Penniless starving people are no market for greedy corporations.

Quote:
GM is not about improving anything. It is about making loads of money for ruthless corporations,
Altruistic intent does not result in global plenty - capitalistic endeavour does - and provides food to the many. Your ruthless corporations pay the wages that donate to 3rd world charity. If you want to see the alternative take a look at where Russia is today.

Quote:
as part of the general "free trade" swindle
Can you explain why you think its a 'swindle'?

Quote:
that's been foisted onto the world by the Anglo-American empire and its hangers-on and imitators.
As far as the Anglo goes we disposed of the vast majority of our Empire over the past 20-50 years.
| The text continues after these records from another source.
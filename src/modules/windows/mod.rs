//! Windows counterparts of the core modules. All of them drive the
//! target through PowerShell over the Windows remote-shell transport.

pub mod win_command;
pub mod win_copy;
pub mod win_file;
pub mod win_lineinfile;
pub mod win_service;
pub mod win_stat;
pub mod win_wait_for;

/// Single-quote a string for PowerShell.
pub(crate) fn ps_quote(s: &str) -> String {
    format!("'{}'", s.replace('\'', "''"))
}
//! `win_copy`: upload a file to a Windows target through the chunked
//! transfer protocol, idempotent by SHA-256 checksum.

use async_trait::async_trait;
use sha2::{Digest, Sha256};
use std::path::PathBuf;

use crate::modules::{
    Module, ModuleContext, ModuleError, ModuleOutput, ModuleParams, ModuleResult, ParamExt,
};

#[derive(Debug)]
pub struct WinCopyModule;

#[async_trait]
impl Module for WinCopyModule {
    fn name(&self) -> &'static str {
        "win_copy"
    }

    fn required_params(&self) -> &'static [&'static str] {
        &["dest"]
    }

    async fn execute(
        &self,
        params: &ModuleParams,
        ctx: &ModuleContext,
    ) -> ModuleResult<ModuleOutput> {
        let dest = params.get_str_required("dest")?;

        let content: Vec<u8> = match (params.get_str("content"), params.get_str("src")) {
            (Some(content), _) => content.into_bytes(),
            (None, Some(src)) => {
                let path = PathBuf::from(&src);
                let path = if path.is_absolute() {
                    path
                } else {
                    let in_files = ctx.base_dir.join("files").join(&src);
                    if in_files.exists() {
                        in_files
                    } else {
                        ctx.base_dir.join(&src)
                    }
                };
                std::fs::read(&path).map_err(|e| {
                    ModuleError::ExecutionFailed(format!(
                        "could not read source {}: {}",
                        path.display(),
                        e
                    ))
                })?
            }
            (None, None) => {
                return Err(ModuleError::MissingParameter(
                    "either 'src' or 'content' is required".to_string(),
                ))
            }
        };

        let checksum = hex::encode(Sha256::digest(&content));
        let stat = ctx.connection.stat(&dest).await?;
        if stat.exists && stat.is_file && stat.checksum.as_deref() == Some(checksum.as_str()) {
            return Ok(ModuleOutput::ok("file is already up to date")
                .with_data("checksum", serde_json::json!(checksum)));
        }

        if ctx.check_mode {
            return Ok(ModuleOutput::changed(format!("would copy to {}", dest))
                .with_data("checksum", serde_json::json!(checksum)));
        }

        // The transport handles chunking, the temp file, and the atomic
        // rename; `mode` passes through untranslated.
        ctx.connection
            .put_content(&content, &dest, params.get_mode("mode")?)
            .await?;

        Ok(ModuleOutput::changed(format!("copied to {}", dest))
            .with_data("checksum", serde_json::json!(checksum))
            .with_data("size", serde_json::json!(content.len())))
    }
}
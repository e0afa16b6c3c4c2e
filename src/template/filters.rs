//! The fixed filter and test surface of the template engine.

use base64::engine::general_purpose::STANDARD as BASE64;
use base64::Engine as _;
use minijinja::value::Value;
use minijinja::{Environment, Error, ErrorKind};

/// Registers every filter and test on the environment. Called once at
/// engine construction.
pub fn register(env: &mut Environment<'static>) {
    env.add_filter("default", default);
    env.add_filter("d", default);
    env.add_filter("bool", bool_filter);
    env.add_filter("string", string_filter);
    env.add_filter("to_json", to_json);
    env.add_filter("to_yaml", to_yaml);
    env.add_filter("b64encode", b64encode);
    env.add_filter("b64decode", b64decode);
    env.add_filter("basename", basename);
    env.add_filter("dirname", dirname);
    env.add_filter("regex_replace", regex_replace);
    env.add_filter("combine", combine);

    env.add_test("iterable", is_iterable);
    env.add_test("failed", |v: Value| result_flag(&v, "failed"));
    env.add_test("success", |v: Value| !result_flag(&v, "failed"));
    env.add_test("succeeded", |v: Value| !result_flag(&v, "failed"));
    env.add_test("changed", |v: Value| result_flag(&v, "changed"));
    env.add_test("skipped", |v: Value| result_flag(&v, "skipped"));
}

/// `default(fallback, boolean=false)`: undefined values take the
/// fallback; with `boolean=true`, falsy values do too.
fn default(value: Value, fallback: Option<Value>, boolean: Option<bool>) -> Value {
    let fallback = fallback.unwrap_or_else(|| Value::from(""));
    if value.is_undefined() {
        return fallback;
    }
    if boolean.unwrap_or(false) && !value.is_true() {
        return fallback;
    }
    value
}

fn bool_filter(value: Value) -> bool {
    if let Some(s) = value.as_str() {
        return matches!(s.to_lowercase().as_str(), "true" | "yes" | "1" | "on");
    }
    value.is_true()
}

fn string_filter(value: Value) -> String {
    value.to_string()
}

fn to_json(value: Value) -> Result<String, Error> {
    serde_json::to_string(&value)
        .map_err(|e| Error::new(ErrorKind::InvalidOperation, e.to_string()))
}

fn to_yaml(value: Value) -> Result<String, Error> {
    serde_yaml::to_string(&value)
        .map_err(|e| Error::new(ErrorKind::InvalidOperation, e.to_string()))
}

fn b64encode(value: String) -> String {
    BASE64.encode(value.as_bytes())
}

fn b64decode(value: String) -> Result<String, Error> {
    let bytes = BASE64
        .decode(value.as_bytes())
        .map_err(|e| Error::new(ErrorKind::InvalidOperation, format!("invalid base64: {}", e)))?;
    String::from_utf8(bytes)
        .map_err(|e| Error::new(ErrorKind::InvalidOperation, format!("invalid utf-8: {}", e)))
}

fn basename(value: String) -> String {
    std::path::Path::new(&value)
        .file_name()
        .map(|n| n.to_string_lossy().into_owned())
        .unwrap_or_default()
}

fn dirname(value: String) -> String {
    std::path::Path::new(&value)
        .parent()
        .map(|p| p.to_string_lossy().into_owned())
        .unwrap_or_default()
}

fn regex_replace(
    value: String,
    pattern: String,
    replacement: String,
) -> Result<String, Error> {
    let re = regex::Regex::new(&pattern)
        .map_err(|e| Error::new(ErrorKind::InvalidOperation, format!("bad pattern: {}", e)))?;
    Ok(re.replace_all(&value, replacement.as_str()).into_owned())
}

/// Shallow dictionary merge; the argument's keys win.
fn combine(value: Value, other: Value) -> Result<Value, Error> {
    let mut base: serde_json::Value = serde_json::to_value(&value)
        .map_err(|e| Error::new(ErrorKind::InvalidOperation, e.to_string()))?;
    let overlay: serde_json::Value = serde_json::to_value(&other)
        .map_err(|e| Error::new(ErrorKind::InvalidOperation, e.to_string()))?;

    match (&mut base, overlay) {
        (serde_json::Value::Object(a), serde_json::Value::Object(b)) => {
            for (k, v) in b {
                a.insert(k, v);
            }
            Ok(Value::from_serialize(&base))
        }
        _ => Err(Error::new(
            ErrorKind::InvalidOperation,
            "combine expects two mappings",
        )),
    }
}

fn is_iterable(value: Value) -> bool {
    value.as_str().is_none() && value.try_iter().is_ok()
}

/// Reads a boolean flag off a registered TaskResult mapping. A bare
/// string status ("failed", "skipped", ...) is also accepted.
fn result_flag(value: &Value, flag: &str) -> bool {
    if let Some(s) = value.as_str() {
        return s == flag;
    }
    let attr = value.get_attr(flag).unwrap_or(Value::UNDEFINED);
    if !attr.is_undefined() {
        return attr.is_true();
    }
    // Fall back to the status field.
    value
        .get_attr("status")
        .ok()
        .and_then(|s| s.as_str().map(|s| s == flag))
        .unwrap_or(false)
}

#[cfg(test)]
mod tests {
    use super::*;
    use crate::vars::VarMap;

    fn render(template: &str, vars: &VarMap) -> String {
        let engine = crate::template::TemplateEngine::default();
        engine.render_string(template, vars).unwrap()
    }

    fn empty() -> VarMap {
        VarMap::new()
    }

    #[test]
    fn b64_round_trip_is_identity() {
        let out = render("{{ 'payload' | b64encode | b64decode }}", &empty());
        assert_eq!(out, "payload");
    }

    #[test]
    fn path_filters() {
        assert_eq!(render("{{ '/etc/ssh/sshd_config' | basename }}", &empty()), "sshd_config");
        assert_eq!(render("{{ '/etc/ssh/sshd_config' | dirname }}", &empty()), "/etc/ssh");
    }

    #[test]
    fn regex_replace_filter() {
        let out = render(r"{{ 'web42' | regex_replace('\d+', 'N') }}", &empty());
        assert_eq!(out, "webN");
    }

    #[test]
    fn combine_merges_shallowly() {
        let mut vars = VarMap::new();
        vars.insert("a".into(), serde_yaml::from_str("{x: 1, y: 2}").unwrap());
        vars.insert("b".into(), serde_yaml::from_str("{y: 9, z: 3}").unwrap());
        let out = render("{{ (a | combine(b)) | to_json }}", &vars);
        let parsed: serde_json::Value = serde_json::from_str(&out).unwrap();
        assert_eq!(parsed["x"], 1);
        assert_eq!(parsed["y"], 9);
        assert_eq!(parsed["z"], 3);
    }

    #[test]
    fn bool_filter_follows_convention() {
        assert_eq!(render("{{ 'yes' | bool }}", &empty()), "true");
        assert_eq!(render("{{ 'off' | bool }}", &empty()), "false");
    }

    #[test]
    fn result_tests_read_flags() {
        let engine = crate::template::TemplateEngine::default();
        let mut vars = VarMap::new();
        vars.insert(
            "r".into(),
            serde_yaml::from_str("{failed: true, changed: false}").unwrap(),
        );
        assert!(engine
            .evaluate_when(&serde_yaml::Value::String("r is failed".into()), &vars)
            .unwrap());
        assert!(!engine
            .evaluate_when(&serde_yaml::Value::String("r is changed".into()), &vars)
            .unwrap());
        assert!(!engine
            .evaluate_when(&serde_yaml::Value::String("r is success".into()), &vars)
            .unwrap());
    }

    #[test]
    fn to_yaml_and_to_json() {
        let mut vars = VarMap::new();
        vars.insert("m".into(), serde_yaml::from_str("{k: v}").unwrap());
        assert_eq!(render("{{ m | to_json }}", &vars), r#"{"k":"v"}"#);
        assert!(render("{{ m | to_yaml }}", &vars).contains("k: v"));
    }
}
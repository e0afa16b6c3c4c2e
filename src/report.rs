//! Result accumulation: per-task per-host outcomes, per-host counters,
//! and the machine-readable run document.
//!
//! Results arrive in task-completion order and may be out of order within
//! a task (hosts finish concurrently); the reporter keys every record on
//! `(task_index, host_name)` so the final document is deterministic.

use parking_lot::Mutex;
use serde::{Deserialize, Serialize};
use std::collections::BTreeMap;

use crate::modules::{DiffPayload, ModuleOutput};

/// Status of one task on one host.
#[derive(Debug, Clone, Copy, PartialEq, Eq, Serialize, Deserialize)]
#[serde(rename_all = "lowercase")]
#[allow(missing_docs)]
pub enum TaskStatus {
    Ok,
    Changed,
    Failed,
    Skipped,
    Unreachable,
}

impl std::fmt::Display for TaskStatus {
    fn fmt(&self, f: &mut std::fmt::Formatter<'_>) -> std::fmt::Result {
        let s = match self {
            TaskStatus::Ok => "ok",
            TaskStatus::Changed => "changed",
            TaskStatus::Failed => "failed",
            TaskStatus::Skipped => "skipped",
            TaskStatus::Unreachable => "unreachable",
        };
        write!(f, "{}", s)
    }
}

/// Outcome of one task on one host.
#[derive(Debug, Clone, Serialize)]
pub struct TaskResult {
    /// Final status after overrides.
    pub status: TaskStatus,
    /// Whether remote state changed (or would change, in check mode).
    pub changed: bool,
    /// One-line human message.
    #[serde(skip_serializing_if = "String::is_empty")]
    pub msg: String,
    /// Module-specific result map.
    #[serde(skip_serializing_if = "serde_json::Map::is_empty")]
    pub results: serde_json::Map<String, serde_json::Value>,
    /// Captured standard output.
    #[serde(skip_serializing_if = "Option::is_none")]
    pub stdout: Option<String>,
    /// Captured standard error.
    #[serde(skip_serializing_if = "Option::is_none")]
    pub stderr: Option<String>,
    /// Exit code.
    #[serde(skip_serializing_if = "Option::is_none")]
    pub rc: Option<i32>,
    /// Before/after payload from file-editing modules in diff mode.
    #[serde(skip_serializing_if = "Option::is_none")]
    pub diff: Option<DiffPayload>,
    /// The task failed but `ignore_errors` kept the host eligible.
    #[serde(skip_serializing_if = "std::ops::Not::not")]
    pub ignored: bool,
}

impl TaskResult {
    /// A bare result with the given status.
    pub fn status(status: TaskStatus) -> Self {
        Self {
            status,
            changed: status == TaskStatus::Changed,
            msg: String::new(),
            results: serde_json::Map::new(),
            stdout: None,
            stderr: None,
            rc: None,
            diff: None,
            ignored: false,
        }
    }

    /// A skipped result with a reason.
    pub fn skipped(msg: impl Into<String>) -> Self {
        let mut result = Self::status(TaskStatus::Skipped);
        result.msg = msg.into();
        result
    }

    /// A failed result with a message.
    pub fn failed(msg: impl Into<String>) -> Self {
        let mut result = Self::status(TaskStatus::Failed);
        result.msg = msg.into();
        result
    }

    /// An unreachable result with a message.
    pub fn unreachable(msg: impl Into<String>) -> Self {
        let mut result = Self::status(TaskStatus::Unreachable);
        result.msg = msg.into();
        result
    }

    /// Converts a module output into a result.
    pub fn from_output(output: ModuleOutput) -> Self {
        let status = if output.failed {
            TaskStatus::Failed
        } else if output.skipped {
            TaskStatus::Skipped
        } else if output.changed {
            TaskStatus::Changed
        } else {
            TaskStatus::Ok
        };
        Self {
            status,
            changed: output.changed,
            msg: output.msg,
            results: output.data,
            stdout: output.stdout,
            stderr: output.stderr,
            rc: output.rc,
            diff: output.diff,
            ignored: false,
        }
    }

    /// True for failed or unreachable.
    pub fn is_failure(&self) -> bool {
        matches!(self.status, TaskStatus::Failed | TaskStatus::Unreachable)
    }

    /// The value stored under a `register:` name: flags, captured output,
    /// split lines, and the module result map flattened in.
    pub fn registered_value(&self) -> serde_yaml::Value {
        let mut map = serde_yaml::Mapping::new();
        let insert = |map: &mut serde_yaml::Mapping, k: &str, v: serde_yaml::Value| {
            map.insert(serde_yaml::Value::String(k.to_string()), v);
        };

        insert(&mut map, "changed", serde_yaml::Value::Bool(self.changed));
        insert(
            &mut map,
            "failed",
            serde_yaml::Value::Bool(self.status == TaskStatus::Failed),
        );
        insert(
            &mut map,
            "skipped",
            serde_yaml::Value::Bool(self.status == TaskStatus::Skipped),
        );
        insert(
            &mut map,
            "status",
            serde_yaml::Value::String(self.status.to_string()),
        );
        insert(
            &mut map,
            "msg",
            serde_yaml::Value::String(self.msg.clone()),
        );
        insert(
            &mut map,
            "rc",
            serde_yaml::Value::Number(self.rc.unwrap_or(0).into()),
        );

        let stdout = self.stdout.clone().unwrap_or_default();
        let stderr = self.stderr.clone().unwrap_or_default();
        insert(
            &mut map,
            "stdout_lines",
            serde_yaml::Value::Sequence(
                stdout
                    .lines()
                    .map(|l| serde_yaml::Value::String(l.to_string()))
                    .collect(),
            ),
        );
        insert(
            &mut map,
            "stderr_lines",
            serde_yaml::Value::Sequence(
                stderr
                    .lines()
                    .map(|l| serde_yaml::Value::String(l.to_string()))
                    .collect(),
            ),
        );
        insert(&mut map, "stdout", serde_yaml::Value::String(stdout));
        insert(&mut map, "stderr", serde_yaml::Value::String(stderr));

        for (key, value) in &self.results {
            insert(
                &mut map,
                key,
                serde_yaml::to_value(value).unwrap_or(serde_yaml::Value::Null),
            );
        }

        serde_yaml::Value::Mapping(map)
    }
}

/// Per-host counters for the recap.
#[derive(Debug, Clone, Copy, Default, Serialize)]
#[allow(missing_docs)]
pub struct HostStats {
    pub ok: u32,
    pub changed: u32,
    pub failed: u32,
    pub skipped: u32,
    pub unreachable: u32,
    /// Failures caught by a rescue section.
    pub rescued: u32,
    /// Failures suppressed by `ignore_errors`.
    pub ignored: u32,
}

impl HostStats {
    /// Records one result.
    pub fn record(&mut self, status: TaskStatus) {
        match status {
            TaskStatus::Ok => self.ok += 1,
            TaskStatus::Changed => self.changed += 1,
            TaskStatus::Failed => self.failed += 1,
            TaskStatus::Skipped => self.skipped += 1,
            TaskStatus::Unreachable => self.unreachable += 1,
        }
    }

    /// True if the host saw any failure.
    pub fn has_failures(&self) -> bool {
        self.failed > 0 || self.unreachable > 0
    }
}

/// One task's results across hosts.
#[derive(Debug, Clone, Serialize)]
pub struct TaskReport {
    /// Task name.
    pub name: String,
    /// Module name.
    pub module: String,
    /// Results keyed by host name.
    pub per_host: BTreeMap<String, TaskResult>,
}

/// One play's results.
#[derive(Debug, Clone, Serialize)]
pub struct PlayReport {
    /// Play name.
    pub name: String,
    /// Hosts the play targeted.
    pub hosts: Vec<String>,
    /// Tasks in execution order.
    pub tasks: Vec<TaskReport>,
}

/// The full machine-readable run document.
#[derive(Debug, Clone, Default, Serialize)]
pub struct RunReport {
    /// Plays in execution order.
    pub plays: Vec<PlayReport>,
    /// Aggregated per-host counters.
    pub stats: BTreeMap<String, HostStats>,
}

/// Accumulates results across the run. The executor is the only writer;
/// workers hand results through it under a lock.
#[derive(Default)]
pub struct Reporter {
    state: Mutex<RunReport>,
}

impl Reporter {
    /// Creates an empty reporter.
    pub fn new() -> Self {
        Self::default()
    }

    /// Opens a new play section.
    pub fn play_start(&self, name: &str, hosts: Vec<String>) {
        self.state.lock().plays.push(PlayReport {
            name: name.to_string(),
            hosts,
            tasks: Vec::new(),
        });
    }

    /// Opens a task slot and returns its index within the current play.
    pub fn task_start(&self, name: &str, module: &str) -> usize {
        let mut state = self.state.lock();
        let play = state.plays.last_mut().expect("task outside a play");
        play.tasks.push(TaskReport {
            name: name.to_string(),
            module: module.to_string(),
            per_host: BTreeMap::new(),
        });
        play.tasks.len() - 1
    }

    /// Records one host's result for a task. Tolerates out-of-order
    /// arrival within the task by keying on `(task_index, host)`.
    pub fn record(&self, task_index: usize, host: &str, result: TaskResult) {
        let mut state = self.state.lock();
        let status = result.status;
        let ignored = result.ignored;
        if let Some(play) = state.plays.last_mut() {
            if let Some(task) = play.tasks.get_mut(task_index) {
                task.per_host.insert(host.to_string(), result);
            }
        }
        let stats = state.stats.entry(host.to_string()).or_default();
        if ignored {
            stats.ignored += 1;
        } else {
            stats.record(status);
        }
    }

    /// Converts one recorded failure into a rescued outcome after a
    /// rescue section caught it.
    pub fn mark_rescued(&self, host: &str) {
        let mut state = self.state.lock();
        let stats = state.stats.entry(host.to_string()).or_default();
        if stats.failed > 0 {
            stats.failed -= 1;
        }
        stats.rescued += 1;
    }

    /// Aggregated per-host counters.
    pub fn stats(&self) -> BTreeMap<String, HostStats> {
        self.state.lock().stats.clone()
    }

    /// True if any host failed or was unreachable.
    pub fn has_failures(&self) -> bool {
        self.state.lock().stats.values().any(|s| s.has_failures())
    }

    /// Snapshot of the structured document.
    pub fn report(&self) -> RunReport {
        self.state.lock().clone()
    }

    /// Serializes the structured document.
    pub fn to_json(&self) -> crate::error::Result<String> {
        Ok(serde_json::to_string_pretty(&self.report())?)
    }
}

#[cfg(test)]
mod tests {
    use super::*;

    #[test]
    fn out_of_order_arrivals_key_correctly() {
        let reporter = Reporter::new();
        reporter.play_start("p", vec!["h1".into(), "h2".into()]);
        let t0 = reporter.task_start("first", "debug");
        let t1 = reporter.task_start("second", "debug");

        // Second task's results land before the first task's.
        reporter.record(t1, "h2", TaskResult::status(TaskStatus::Changed));
        reporter.record(t0, "h2", TaskResult::status(TaskStatus::Ok));
        reporter.record(t0, "h1", TaskResult::status(TaskStatus::Ok));
        reporter.record(t1, "h1", TaskResult::failed("boom"));

        let report = reporter.report();
        let tasks = &report.plays[0].tasks;
        assert_eq!(tasks[0].per_host["h1"].status, TaskStatus::Ok);
        assert_eq!(tasks[1].per_host["h1"].status, TaskStatus::Failed);
        assert_eq!(tasks[1].per_host["h2"].status, TaskStatus::Changed);

        let stats = reporter.stats();
        assert_eq!(stats["h1"].ok, 1);
        assert_eq!(stats["h1"].failed, 1);
        assert_eq!(stats["h2"].ok, 1);
        assert_eq!(stats["h2"].changed, 1);
        assert!(reporter.has_failures());
    }

    #[test]
    fn registered_value_shape() {
        let mut result = TaskResult::status(TaskStatus::Changed);
        result.stdout = Some("a\nb".to_string());
        result.rc = Some(0);
        result
            .results
            .insert("dest".to_string(), serde_json::json!("/tmp/x"));

        let value = result.registered_value();
        let map = value.as_mapping().unwrap();
        assert_eq!(map.get("changed"), Some(&serde_yaml::Value::Bool(true)));
        assert_eq!(map.get("failed"), Some(&serde_yaml::Value::Bool(false)));
        assert_eq!(
            map.get("stdout_lines").and_then(|v| v.as_sequence()).map(|s| s.len()),
            Some(2)
        );
        assert_eq!(
            map.get("dest"),
            Some(&serde_yaml::Value::String("/tmp/x".into()))
        );
    }

    #[test]
    fn module_output_status_mapping() {
        let out = ModuleOutput::changed("x");
        assert_eq!(TaskResult::from_output(out).status, TaskStatus::Changed);
        let out = ModuleOutput::skipped("y");
        assert_eq!(TaskResult::from_output(out).status, TaskStatus::Skipped);
        let out = ModuleOutput::failed("z");
        assert!(TaskResult::from_output(out).is_failure());
    }
}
Unfortunately for the residents of some former colonies (Zimbabwe springs to mind) Eurpoean domination turns out to offer a better chance for the survival of your children than does domination by your African tribal neighbours. Ironically, racism is only perceived by the liberal elite as a function of skin colour.

Quote:
In principle, there's nothing wrong with GM - it's just technology taken to the next level of human ingenuity.
We have some common gound here

Quote:
But given the current political-economic order, no one should fool themselves that GM is about "feeding the world." Peoples don't starve for lack of food, they starve for lack of proper government to allow wealth (such as food) to be generated and justly distributed.
I sort-of agree but given your previous analysis I worry about your political conclusions.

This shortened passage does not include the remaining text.